第487章 傷童驚心
龍淵閣醫館後院裡,那股子黴味兒總算散得差不多了——三娃把最後一批培養失敗的青黴菌瓦罐搬到了隔壁空屋,騰出地方給新發黴的試驗品。
蕭戰拎著兩包油紙包的蜜餞,一腳踹開醫館門的時候,正看見三娃弓著腰,小心翼翼給個瘦骨嶙峋的男童換藥,小石頭已經被蕭遠航從善堂接到了龍淵閣醫館的後院,這樣方便三娃提取青黴素給這個孩子消炎。
「吱呀——」
門軸發出慘叫。
三娃手一抖,棉簽差點戳進傷口裡。他回頭瞪眼:「四叔!您能不能輕點?孩子剛睡著!」
蕭戰咧嘴,把蜜餞往桌上一扔:「輕什麼輕?老子又不是來做賊的。」
他湊過去,蹲下身,看著床上那個孩子。
孩子約莫八九歲,瘦得像根曬乾的蘆葦,肋骨一根根凸出來,皮膚蠟黃。此刻趴著,背上蓋著塊白布,但邊緣滲出的黃褐色葯漬和隱約的血跡,看得人心裡發堵。
三娃揭開白布。
蕭戰倒吸一口涼氣。
整個背幾乎沒有一塊好肉。縱橫交錯的鞭痕像一張猙獰的網,有些已經結痂發黑,有些還在滲著黃水。最深的幾道從肩膀斜劈到腰際,皮肉外翻,雖然敷了葯,但邊緣紅腫得厲害。

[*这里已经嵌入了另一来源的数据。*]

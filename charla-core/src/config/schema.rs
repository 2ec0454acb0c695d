//! Configuration schema definitions

use serde::{Deserialize, Serialize};
use std::collections::HashMap;

/// Model used for every completion request
pub const DEFAULT_MODEL: &str = "claude-haiku-4-5-20251001";

/// Maximum output tokens requested from the endpoint
pub const DEFAULT_MAX_TOKENS: u32 = 2048;

/// Sampling temperature
pub const DEFAULT_TEMPERATURE: f32 = 0.7;

/// Personality and style instructions sent as the system prompt
pub const DEFAULT_SYSTEM_PROMPT: &str = r#"You are a friendly, professional conversational assistant. Your goal is to help people in a natural, approachable way.

PERSONALITY AND TONE:
- Be conversational and natural, as if talking with a friend or colleague
- Use clear, accessible language and avoid unnecessary jargon
- Show empathy and understanding for what the user needs
- Keep a positive, constructive tone
- Be concise but complete

COMMUNICATION STYLE:
- Use practical examples when they help
- Break complex information into simple steps
- Ask follow-up questions when something needs clarifying
- Say so when you are unsure instead of making things up
- Use inclusive, respectful language

RESPONSE FORMAT:
- Structure answers clearly with short paragraphs
- Use lists when presenting several points
- Highlight important information naturally
- Avoid overly formal or robotic replies

HUMAN TOUCH:
- Vary how you phrase things instead of repeating the same sentences
- Use natural transitions between ideas
- Show appropriate enthusiasm when it fits
- Acknowledge the context of the earlier conversation

Remember: be useful while keeping the conversation natural and pleasant."#;

/// Root configuration for charla
#[derive(Debug, Clone, Serialize, Deserialize, Default)]
pub struct Config {
    /// Completion parameters
    #[serde(default)]
    pub chat: ChatConfig,
    /// Completion endpoint settings
    #[serde(default)]
    pub provider: ProviderConfig,
    /// Login settings
    #[serde(default)]
    pub auth: AuthConfig,
    /// Logging configuration
    #[serde(default)]
    pub logging: LoggingConfig,
}

/// Fixed completion parameters sent with every request
#[derive(Debug, Clone, Serialize, Deserialize)]
pub struct ChatConfig {
    #[serde(default = "default_model")]
    pub model: String,
    #[serde(default = "default_max_tokens")]
    pub max_tokens: u32,
    #[serde(default = "default_temperature")]
    pub temperature: f32,
    #[serde(default = "default_system_prompt")]
    pub system_prompt: String,
}

fn default_model() -> String {
    DEFAULT_MODEL.to_string()
}

fn default_max_tokens() -> u32 {
    DEFAULT_MAX_TOKENS
}

fn default_temperature() -> f32 {
    DEFAULT_TEMPERATURE
}

fn default_system_prompt() -> String {
    DEFAULT_SYSTEM_PROMPT.to_string()
}

impl Default for ChatConfig {
    fn default() -> Self {
        Self {
            model: default_model(),
            max_tokens: default_max_tokens(),
            temperature: default_temperature(),
            system_prompt: default_system_prompt(),
        }
    }
}

/// Completion endpoint configuration
#[derive(Debug, Clone, Serialize, Deserialize)]
pub struct ProviderConfig {
    /// API key; left empty until the user configures one
    #[serde(default)]
    pub api_key: String,
    #[serde(default = "default_api_base")]
    pub api_base: String,
    #[serde(default = "default_anthropic_version")]
    pub anthropic_version: String,
}

fn default_api_base() -> String {
    "https://api.anthropic.com".to_string()
}

fn default_anthropic_version() -> String {
    "2023-06-01".to_string()
}

impl Default for ProviderConfig {
    fn default() -> Self {
        Self {
            api_key: String::new(),
            api_base: default_api_base(),
            anthropic_version: default_anthropic_version(),
        }
    }
}

/// Login configuration
#[derive(Debug, Clone, Serialize, Deserialize)]
pub struct AuthConfig {
    /// Simulated credential check latency in milliseconds
    #[serde(default = "default_login_delay_ms")]
    pub login_delay_ms: u64,
}

fn default_login_delay_ms() -> u64 {
    500
}

impl Default for AuthConfig {
    fn default() -> Self {
        Self {
            login_delay_ms: default_login_delay_ms(),
        }
    }
}

/// Logging configuration
#[derive(Debug, Clone, Serialize, Deserialize)]
pub struct LoggingConfig {
    /// Default log level (trace, debug, info, warn, error)
    #[serde(default = "default_log_level")]
    pub level: String,
    /// Log format (text, json)
    #[serde(default = "default_log_format")]
    pub format: String,
    /// Directory for log files
    #[serde(default = "default_log_dir")]
    pub dir: String,
    /// Module-specific overrides
    #[serde(default)]
    pub overrides: HashMap<String, String>,
}

fn default_log_level() -> String {
    "info".to_string()
}

fn default_log_format() -> String {
    "text".to_string()
}

fn default_log_dir() -> String {
    "~/.charla/logs".to_string()
}

impl Default for LoggingConfig {
    fn default() -> Self {
        Self {
            level: default_log_level(),
            format: default_log_format(),
            dir: default_log_dir(),
            overrides: HashMap::new(),
        }
    }
}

「狗日的!到底是誰把孩子打成這樣!」蕭戰牙縫裡擠出幾個字。
三娃手上動作不停,用浸了藥水的棉簽輕輕擦拭傷口,聲音低沉:「打的人手很穩,每一道力道、間距幾乎一樣。這不是發洩式的毆打,是……有目的的刑罰。」
蕭戰盯著那些傷口,忽然伸手,輕輕碰了碰孩子肩胛骨附近一道已經開始癒合的舊疤。
孩子猛地一顫,醒了過來。
那雙眼睛睜開時,蕭戰愣住了——不是孩童該有的懵懂或驚恐,而是一片死寂的麻木。孩子看見蕭戰,瞳孔縮了縮,整個人往牆角縮去,像隻受驚的幼獸。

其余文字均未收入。